— WORK INSTRUCTION —
Output every line of the data exactly as it appears.

— RECORDED INFORMATION —
□ □ □ □ □ □ □

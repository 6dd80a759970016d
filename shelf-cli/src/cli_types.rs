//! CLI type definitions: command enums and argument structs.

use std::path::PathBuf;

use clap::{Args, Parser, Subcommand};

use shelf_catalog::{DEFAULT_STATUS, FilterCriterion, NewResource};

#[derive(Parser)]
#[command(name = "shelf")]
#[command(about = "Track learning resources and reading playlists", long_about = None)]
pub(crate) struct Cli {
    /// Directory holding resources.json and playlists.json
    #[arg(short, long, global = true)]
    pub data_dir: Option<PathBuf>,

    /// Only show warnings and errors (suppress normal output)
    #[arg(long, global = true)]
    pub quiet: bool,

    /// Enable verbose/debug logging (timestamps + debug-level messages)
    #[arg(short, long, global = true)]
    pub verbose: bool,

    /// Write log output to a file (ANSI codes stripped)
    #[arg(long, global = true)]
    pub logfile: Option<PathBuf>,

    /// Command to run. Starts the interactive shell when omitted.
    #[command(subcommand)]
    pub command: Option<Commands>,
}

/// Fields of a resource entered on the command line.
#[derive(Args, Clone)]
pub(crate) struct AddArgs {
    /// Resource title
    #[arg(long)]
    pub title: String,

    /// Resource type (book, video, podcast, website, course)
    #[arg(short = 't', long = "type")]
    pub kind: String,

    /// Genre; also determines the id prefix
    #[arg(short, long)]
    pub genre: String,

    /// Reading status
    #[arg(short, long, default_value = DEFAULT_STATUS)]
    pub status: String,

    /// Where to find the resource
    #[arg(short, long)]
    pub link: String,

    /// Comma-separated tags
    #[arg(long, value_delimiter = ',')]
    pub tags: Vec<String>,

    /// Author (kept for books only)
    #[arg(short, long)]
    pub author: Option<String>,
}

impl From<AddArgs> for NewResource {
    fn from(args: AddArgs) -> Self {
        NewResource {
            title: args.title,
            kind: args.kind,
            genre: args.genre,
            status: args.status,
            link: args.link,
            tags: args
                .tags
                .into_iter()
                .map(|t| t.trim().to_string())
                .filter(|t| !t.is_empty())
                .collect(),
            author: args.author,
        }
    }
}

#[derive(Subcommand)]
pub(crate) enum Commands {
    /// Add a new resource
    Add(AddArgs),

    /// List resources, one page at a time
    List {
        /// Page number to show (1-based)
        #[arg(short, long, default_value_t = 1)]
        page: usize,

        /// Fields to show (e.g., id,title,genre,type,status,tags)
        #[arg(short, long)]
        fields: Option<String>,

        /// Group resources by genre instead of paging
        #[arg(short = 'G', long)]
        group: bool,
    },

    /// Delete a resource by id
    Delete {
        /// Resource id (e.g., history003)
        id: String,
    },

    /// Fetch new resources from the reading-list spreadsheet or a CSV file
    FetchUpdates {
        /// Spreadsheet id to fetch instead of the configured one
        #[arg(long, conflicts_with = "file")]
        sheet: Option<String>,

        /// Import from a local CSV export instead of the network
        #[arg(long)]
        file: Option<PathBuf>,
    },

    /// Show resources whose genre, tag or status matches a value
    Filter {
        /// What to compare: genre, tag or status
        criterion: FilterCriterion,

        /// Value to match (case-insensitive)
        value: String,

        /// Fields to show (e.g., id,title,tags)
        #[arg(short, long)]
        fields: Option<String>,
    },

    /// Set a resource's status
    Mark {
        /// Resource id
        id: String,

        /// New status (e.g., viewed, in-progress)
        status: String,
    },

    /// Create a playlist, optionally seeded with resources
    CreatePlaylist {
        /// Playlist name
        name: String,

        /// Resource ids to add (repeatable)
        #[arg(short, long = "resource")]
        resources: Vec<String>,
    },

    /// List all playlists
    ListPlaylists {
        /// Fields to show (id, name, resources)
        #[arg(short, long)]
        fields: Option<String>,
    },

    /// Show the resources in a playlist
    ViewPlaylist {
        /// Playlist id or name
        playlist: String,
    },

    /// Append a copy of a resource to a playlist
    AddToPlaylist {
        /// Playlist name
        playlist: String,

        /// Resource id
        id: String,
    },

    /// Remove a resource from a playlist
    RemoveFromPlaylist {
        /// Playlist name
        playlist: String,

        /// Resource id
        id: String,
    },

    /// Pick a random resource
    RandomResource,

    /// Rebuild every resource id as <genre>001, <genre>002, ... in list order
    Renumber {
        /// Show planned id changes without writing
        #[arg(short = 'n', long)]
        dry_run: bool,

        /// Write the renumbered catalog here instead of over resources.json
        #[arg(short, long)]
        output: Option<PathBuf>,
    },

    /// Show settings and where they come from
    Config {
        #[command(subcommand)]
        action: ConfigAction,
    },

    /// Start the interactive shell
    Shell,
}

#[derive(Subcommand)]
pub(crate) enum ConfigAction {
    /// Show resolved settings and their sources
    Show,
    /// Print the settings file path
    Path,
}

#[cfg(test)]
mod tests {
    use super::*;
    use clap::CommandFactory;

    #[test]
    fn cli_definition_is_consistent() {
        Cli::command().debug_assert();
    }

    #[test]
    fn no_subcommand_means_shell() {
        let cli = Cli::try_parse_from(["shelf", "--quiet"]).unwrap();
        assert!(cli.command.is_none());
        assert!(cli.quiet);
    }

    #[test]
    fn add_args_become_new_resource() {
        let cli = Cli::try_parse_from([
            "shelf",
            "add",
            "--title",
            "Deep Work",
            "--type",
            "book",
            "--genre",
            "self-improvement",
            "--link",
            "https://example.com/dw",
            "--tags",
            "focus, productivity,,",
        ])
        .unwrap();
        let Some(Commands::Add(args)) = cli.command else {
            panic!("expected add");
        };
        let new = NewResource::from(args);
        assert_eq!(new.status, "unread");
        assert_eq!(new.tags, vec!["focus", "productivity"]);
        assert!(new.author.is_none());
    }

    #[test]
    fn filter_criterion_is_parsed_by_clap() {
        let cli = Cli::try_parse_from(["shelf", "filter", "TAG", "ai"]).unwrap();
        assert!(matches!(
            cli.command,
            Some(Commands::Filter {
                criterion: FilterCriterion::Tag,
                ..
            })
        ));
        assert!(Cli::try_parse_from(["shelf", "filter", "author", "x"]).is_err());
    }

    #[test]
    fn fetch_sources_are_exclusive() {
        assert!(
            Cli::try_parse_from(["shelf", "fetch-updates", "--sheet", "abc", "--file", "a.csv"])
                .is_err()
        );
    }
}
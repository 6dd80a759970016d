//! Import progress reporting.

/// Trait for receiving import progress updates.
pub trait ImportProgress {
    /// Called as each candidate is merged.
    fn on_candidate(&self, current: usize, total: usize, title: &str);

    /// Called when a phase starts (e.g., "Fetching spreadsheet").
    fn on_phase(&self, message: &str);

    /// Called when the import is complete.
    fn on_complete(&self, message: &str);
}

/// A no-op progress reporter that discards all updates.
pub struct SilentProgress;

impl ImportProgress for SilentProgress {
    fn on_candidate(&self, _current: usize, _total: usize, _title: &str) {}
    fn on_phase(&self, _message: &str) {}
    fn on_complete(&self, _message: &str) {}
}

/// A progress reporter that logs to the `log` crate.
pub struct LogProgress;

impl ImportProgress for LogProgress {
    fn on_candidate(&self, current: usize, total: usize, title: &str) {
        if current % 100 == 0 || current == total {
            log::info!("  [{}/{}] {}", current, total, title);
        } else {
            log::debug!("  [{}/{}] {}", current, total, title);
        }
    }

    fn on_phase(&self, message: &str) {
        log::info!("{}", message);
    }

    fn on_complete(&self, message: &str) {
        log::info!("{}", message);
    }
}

□ □ □ □ □ □ □

— WRITTEN REPLY —
repository 6dd80a759970016d
filename shelf-cli/src/cli_types.rs
//! CLI type definitions: command enums and argument structs.

use std::path::PathBuf;

use clap::{Args, Parser, Subcommand};

use shelf_catalog::{DEFAULT_STATUS, FilterCriterion, NewResource};

#[derive(Parser)]
#[command(name = "shelf")]
#[command(about = "Track learning resources and reading playlists", long_about = None)]
pub(crate) struct Cli {
    /// Directory holding resources.json and playlists.json
    #[arg(short, long, global = true)]
    pub data_dir: Option<PathBuf>,

    /// Only show warnings and errors (suppress normal output)
    #[arg(long, global = true)]
    pub quiet: bool,

    /// Enable verbose/debug logging (timestamps + debug-level messages)
    #[arg(short, long, global = true)]
    pub verbose: bool,

    /// Write log output to a file (ANSI codes stripped)
    #[arg(long, global = true)]
    pub logfile: Option<PathBuf>,

    /// Command to run. Starts the interactive shell when omitted.
    #[command(subcommand)]
    pub command: Option<Commands>,
}

/// Fields of a resource entered on the command line.
#[derive(Args, Clone)]
pub(crate) struct AddArgs {
    /// Resource title
    #[arg(long)]
    pub title: String,

    /// Resource type (book, video, podcast, website, course)
    #[arg(short = 't', long = "type")]
    pub kind: String,

    /// Genre; also determines the id prefix
    #[arg(short, long)]
    pub genre: String,

    /// Reading status
    #[arg(short, long, default_value = DEFAULT_STATUS)]
    pub status: String,

    /// Where to find the resource
    #[arg(short, long)]
    pub link: String,

    /// Comma-separated tags
    #[arg(long, value_delimiter = ',')]
    pub tags: Vec<String>,

    /// Author (kept for books only)
    #[arg(short, long)]
    pub author: Option<String>,
}

impl From<AddArgs> for NewResource {
    fn from(args: AddArgs) -> Self {
        NewResource {
            title: args.title,
            kind: args.kind,
            genre: args.genre,
            status: args.status,
            link: args.link,
            tags: args
                .tags
                .into_iter()
                .map(|t| t.trim().to_string())
                .filter(|t| !t.is_empty())
                .collect(),
            author: args.author,
        }
    }
}

#[derive(Subcommand)]
pub(crate) enum Commands {
    /// Add a new resource
    Add(AddArgs),

    /// List resources, one page at a time
    List {
        /// Page number to show (1-based)
        #[arg(short, long, default_value_t = 1)]
        page: usize,

        /// Fields to show (e.g., id,title,genre,type,status,tags)
        #[arg(short, long)]
        fields: Option<String>,

        /// Group resources by genre instead of paging
        #[arg(short = 'G', long)]
        group: bool,
    },

    /// Delete a resource by id
    Delete {
        /// Resource id (e.g., history003)
        id: String,
    },

    /// Fetch new resources from the reading-list spreadsheet or a CSV file
    FetchUpdates {
        /// Spreadsheet id to fetch instead of the configured one
        #[arg(long, conflicts_with = "file")]
        sheet: Option<String>,

        /// Import from a local CSV export instead of the network
        #[arg(long)]
        file: Option<PathBuf>,
    },

    /// Show resources whose genre, tag or status matches a value
    Filter {
        /// What to compare: genre, tag or status
        criterion: FilterCriterion,

        /// Value to match (case-insensitive)
        value: String,

        /// Fields to show (e.g., id,title,tags)
        #[arg(short, long)]
        fields: Option<String>,
    },

    /// Set a resource's status
    Mark {
        /// Resource id
        id: String,

        /// New status (e.g., viewed, in-progress)
        status: String,
    },

    /// Create a playlist, optionally seeded with resources
    CreatePlaylist {
        /// Playlist name
        name: String,

        /// Resource ids to add (repeatable)
        #[arg(short, long = "resource")]
        resources: Vec<String>,
    },

    /// List all playlists
    ListPlaylists {
        /// Fields to show (id, name, resources)
        #[arg(short, long)]
        fields: Option<String>,
    },

    /// Show the resources in a playlist
    ViewPlaylist {
        /// Playlist id or name
        playlist: String,
    },

    /// Append a copy of a resource to a playlist
    AddToPlaylist {
        /// Playlist name
        playlist: String,

        /// Resource id
        id: String,
    },

    /// Remove a resource from a playlist
    RemoveFromPlaylist {
        /// Playlist name
        playlist: String,

        /// Resource id
        id: String,
    },

    /// Pick a random resource
    RandomResource,

    /// Rebuild every resource id as <genre>001, <genre>002, ... in list order
    Renumber {
        /// Show planned id changes without writing
        #[arg(short = 'n', long)]
        dry_run: bool,

        /// Write the renumbered catalog here instead of over resources.json
        #[arg(short, long)]
        output: Option<PathBuf>,
    },

    /// Show settings and where they come from
    Config {
        #[command(subcommand)]
        action: ConfigAction,
    },

    /// Start the interactive shell
    Shell,
}

#[derive(Subcommand)]
pub(crate) enum ConfigAction {
    /// Show resolved settings and their sources
    Show,
    /// Print the settings file path
    Path,
}

#[cfg(test)]
mod tests {
    use super::*;
    use clap::CommandFactory;

    #[test]
    fn cli_definition_is_consistent() {
        Cli::command().debug_assert();
    }

    #[test]
    fn no_subcommand_means_shell() {
        let cli = Cli::try_parse_from(["shelf", "--quiet"]).unwrap();
        assert!(cli.command.is_none());
        assert!(cli.quiet);
    }

    #[test]
    fn add_args_become_new_resource() {
        let cli = Cli::try_parse_from([
            "shelf",
            "add",
            "--title",
            "Deep Work",
            "--type",
            "book",
            "--genre",
            "self-improvement",
            "--link",
            "https://example.com/dw",
            "--tags",
            "focus, productivity,,",
        ])
        .unwrap();
        let Some(Commands::Add(args)) = cli.command else {
            panic!("expected add");
        };
        let new = NewResource::from(args);
        assert_eq!(new.status, "unread");
        assert_eq!(new.tags, vec!["focus", "productivity"]);
        assert!(new.author.is_none());
    }

    #[test]
    fn filter_criterion_is_parsed_by_clap() {
        let cli = Cli::try_parse_from(["shelf", "filter", "TAG", "ai"]).unwrap();
        assert!(matches!(
            cli.command,
            Some(Commands::Filter {
                criterion: FilterCriterion::Tag,
                ..
            })
        ));
        assert!(Cli::try_parse_from(["shelf", "filter", "author", "x"]).is_err());
    }

    #[test]
    fn fetch_sources_are_exclusive() {
        assert!(
            Cli::try_parse_from(["shelf", "fetch-updates", "--sheet", "abc", "--file", "a.csv"])
                .is_err()
        );
    }
}
repository 6dd80a759970016d
//! Import progress reporting.

/// Trait for receiving import progress updates.
pub trait ImportProgress {
    /// Called as each candidate is merged.
    fn on_candidate(&self, current: usize, total: usize, title: &str);

    /// Called when a phase starts (e.g., "Fetching spreadsheet").
    fn on_phase(&self, message: &str);

    /// Called when the import is complete.
    fn on_complete(&self, message: &str);
}

/// A no-op progress reporter that discards all updates.
pub struct SilentProgress;

impl ImportProgress for SilentProgress {
    fn on_candidate(&self, _current: usize, _total: usize, _title: &str) {}
    fn on_phase(&self, _message: &str) {}
    fn on_complete(&self, _message: &str) {}
}

/// A progress reporter that logs to the `log` crate.
pub struct LogProgress;

impl ImportProgress for LogProgress {
    fn on_candidate(&self, current: usize, total: usize, title: &str) {
        if current % 100 == 0 || current == total {
            log::info!("  [{}/{}] {}", current, total, title);
        } else {
            log::debug!("  [{}/{}] {}", current, total, title);
        }
    }

    fn on_phase(&self, message: &str) {
        log::info!("{}", message);
    }

    fn on_complete(&self, message: &str) {
        log::info!("{}", message);
    }
}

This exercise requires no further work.